● TASK ITEM:
Scan the records for the string "data" and copy every line that holds it.

:: MATERIAL SUPPLIED

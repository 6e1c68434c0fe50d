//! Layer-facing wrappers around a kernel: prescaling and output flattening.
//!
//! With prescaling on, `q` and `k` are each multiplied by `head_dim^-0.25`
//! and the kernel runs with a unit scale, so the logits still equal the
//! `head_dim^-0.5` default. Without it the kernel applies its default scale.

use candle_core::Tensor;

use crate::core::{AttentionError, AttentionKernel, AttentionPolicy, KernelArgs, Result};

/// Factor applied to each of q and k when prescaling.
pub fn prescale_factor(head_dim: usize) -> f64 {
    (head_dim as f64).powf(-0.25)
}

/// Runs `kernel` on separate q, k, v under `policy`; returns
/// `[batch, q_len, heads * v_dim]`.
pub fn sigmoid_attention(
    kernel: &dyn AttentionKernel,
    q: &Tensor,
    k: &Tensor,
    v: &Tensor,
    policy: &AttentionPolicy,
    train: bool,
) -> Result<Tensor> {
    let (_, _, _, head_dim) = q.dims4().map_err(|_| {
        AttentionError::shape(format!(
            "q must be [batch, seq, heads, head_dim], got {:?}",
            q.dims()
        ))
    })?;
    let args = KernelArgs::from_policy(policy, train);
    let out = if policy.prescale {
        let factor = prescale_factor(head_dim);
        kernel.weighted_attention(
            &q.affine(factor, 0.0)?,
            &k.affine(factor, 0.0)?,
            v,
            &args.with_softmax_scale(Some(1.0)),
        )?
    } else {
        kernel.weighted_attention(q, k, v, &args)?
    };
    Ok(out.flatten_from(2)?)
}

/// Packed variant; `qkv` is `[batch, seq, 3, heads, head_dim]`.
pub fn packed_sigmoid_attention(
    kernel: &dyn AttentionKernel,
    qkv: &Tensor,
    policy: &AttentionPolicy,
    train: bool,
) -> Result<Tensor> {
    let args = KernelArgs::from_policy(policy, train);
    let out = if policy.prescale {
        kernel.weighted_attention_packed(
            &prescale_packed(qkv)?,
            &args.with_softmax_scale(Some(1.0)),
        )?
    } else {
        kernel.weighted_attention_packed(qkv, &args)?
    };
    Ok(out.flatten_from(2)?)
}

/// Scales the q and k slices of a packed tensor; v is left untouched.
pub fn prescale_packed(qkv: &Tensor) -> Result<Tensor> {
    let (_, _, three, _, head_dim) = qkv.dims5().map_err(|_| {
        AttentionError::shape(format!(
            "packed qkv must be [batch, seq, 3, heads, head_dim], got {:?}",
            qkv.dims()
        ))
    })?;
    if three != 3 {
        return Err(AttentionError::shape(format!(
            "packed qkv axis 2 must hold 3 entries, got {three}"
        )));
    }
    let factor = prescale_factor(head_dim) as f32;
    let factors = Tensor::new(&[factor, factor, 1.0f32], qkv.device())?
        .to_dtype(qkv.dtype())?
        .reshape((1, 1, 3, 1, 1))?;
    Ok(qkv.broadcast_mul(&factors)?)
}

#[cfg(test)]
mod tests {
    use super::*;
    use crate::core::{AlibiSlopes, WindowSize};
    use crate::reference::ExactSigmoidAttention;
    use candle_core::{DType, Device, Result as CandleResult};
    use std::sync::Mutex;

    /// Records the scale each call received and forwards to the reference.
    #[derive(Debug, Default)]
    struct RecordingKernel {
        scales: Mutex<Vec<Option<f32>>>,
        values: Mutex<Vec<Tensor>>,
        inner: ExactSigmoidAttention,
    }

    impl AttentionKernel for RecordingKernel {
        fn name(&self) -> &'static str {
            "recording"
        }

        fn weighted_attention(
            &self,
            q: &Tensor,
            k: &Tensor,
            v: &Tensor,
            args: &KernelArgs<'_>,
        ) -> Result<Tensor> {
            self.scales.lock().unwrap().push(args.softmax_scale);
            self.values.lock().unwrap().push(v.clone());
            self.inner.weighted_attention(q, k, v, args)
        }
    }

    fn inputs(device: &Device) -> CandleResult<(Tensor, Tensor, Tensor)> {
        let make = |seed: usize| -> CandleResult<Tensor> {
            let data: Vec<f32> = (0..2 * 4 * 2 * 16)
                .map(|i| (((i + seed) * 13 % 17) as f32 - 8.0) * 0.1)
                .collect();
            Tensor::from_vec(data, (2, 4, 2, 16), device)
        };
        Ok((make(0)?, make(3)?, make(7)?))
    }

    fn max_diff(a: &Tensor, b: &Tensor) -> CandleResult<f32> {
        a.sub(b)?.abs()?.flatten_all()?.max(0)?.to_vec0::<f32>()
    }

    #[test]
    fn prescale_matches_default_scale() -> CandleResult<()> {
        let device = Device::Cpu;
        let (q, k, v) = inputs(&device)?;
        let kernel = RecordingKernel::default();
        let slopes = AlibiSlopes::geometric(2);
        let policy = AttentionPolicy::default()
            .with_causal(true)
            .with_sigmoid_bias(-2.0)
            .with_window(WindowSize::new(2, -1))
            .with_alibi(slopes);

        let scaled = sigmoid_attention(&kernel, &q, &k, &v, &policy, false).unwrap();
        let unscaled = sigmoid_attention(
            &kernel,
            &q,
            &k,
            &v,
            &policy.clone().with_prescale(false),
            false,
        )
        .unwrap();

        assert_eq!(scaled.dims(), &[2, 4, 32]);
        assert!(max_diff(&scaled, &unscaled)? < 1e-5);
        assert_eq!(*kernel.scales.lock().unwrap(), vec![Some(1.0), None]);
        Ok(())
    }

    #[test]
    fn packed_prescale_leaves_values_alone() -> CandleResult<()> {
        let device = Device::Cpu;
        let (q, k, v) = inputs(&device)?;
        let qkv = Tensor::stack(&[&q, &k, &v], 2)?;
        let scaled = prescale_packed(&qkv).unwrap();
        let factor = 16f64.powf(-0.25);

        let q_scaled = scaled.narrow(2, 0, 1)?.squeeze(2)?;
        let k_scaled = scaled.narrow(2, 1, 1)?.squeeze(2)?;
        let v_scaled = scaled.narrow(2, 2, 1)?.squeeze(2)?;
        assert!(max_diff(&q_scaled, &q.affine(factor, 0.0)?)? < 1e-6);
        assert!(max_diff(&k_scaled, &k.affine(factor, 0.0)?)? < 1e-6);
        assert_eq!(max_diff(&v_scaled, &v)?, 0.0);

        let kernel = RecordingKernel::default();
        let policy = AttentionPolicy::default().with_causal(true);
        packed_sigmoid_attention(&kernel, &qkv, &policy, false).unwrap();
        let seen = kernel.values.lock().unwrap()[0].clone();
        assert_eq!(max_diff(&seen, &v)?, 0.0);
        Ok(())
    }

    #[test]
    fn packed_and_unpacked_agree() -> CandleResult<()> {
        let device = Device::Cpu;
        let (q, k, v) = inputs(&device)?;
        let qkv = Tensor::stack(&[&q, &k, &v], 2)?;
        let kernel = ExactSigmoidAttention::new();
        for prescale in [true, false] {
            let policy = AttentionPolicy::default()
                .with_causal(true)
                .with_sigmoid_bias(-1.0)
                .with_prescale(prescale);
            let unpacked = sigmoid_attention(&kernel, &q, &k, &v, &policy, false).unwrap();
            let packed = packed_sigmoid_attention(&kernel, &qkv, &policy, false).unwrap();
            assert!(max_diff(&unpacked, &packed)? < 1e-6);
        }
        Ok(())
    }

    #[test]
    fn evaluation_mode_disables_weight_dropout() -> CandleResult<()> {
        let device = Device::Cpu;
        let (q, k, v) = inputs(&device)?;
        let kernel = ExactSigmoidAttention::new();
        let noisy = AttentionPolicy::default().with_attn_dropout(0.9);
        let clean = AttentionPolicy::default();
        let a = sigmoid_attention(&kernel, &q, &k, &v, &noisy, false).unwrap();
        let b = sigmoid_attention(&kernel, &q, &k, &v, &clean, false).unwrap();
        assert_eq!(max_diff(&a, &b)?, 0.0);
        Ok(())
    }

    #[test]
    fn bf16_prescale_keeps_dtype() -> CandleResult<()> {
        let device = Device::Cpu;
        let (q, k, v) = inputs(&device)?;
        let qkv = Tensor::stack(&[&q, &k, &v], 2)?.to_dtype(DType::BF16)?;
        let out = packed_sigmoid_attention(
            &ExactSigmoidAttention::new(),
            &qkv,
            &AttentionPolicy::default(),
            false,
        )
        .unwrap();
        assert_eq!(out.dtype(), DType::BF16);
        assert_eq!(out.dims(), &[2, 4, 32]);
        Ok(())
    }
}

::::

● SOLUTION TO THE EXERCISE:
            let data: Vec<f32> = (0..2 * 4 * 2 * 16)
            Tensor::from_vec(data, (2, 4, 2, 16), device)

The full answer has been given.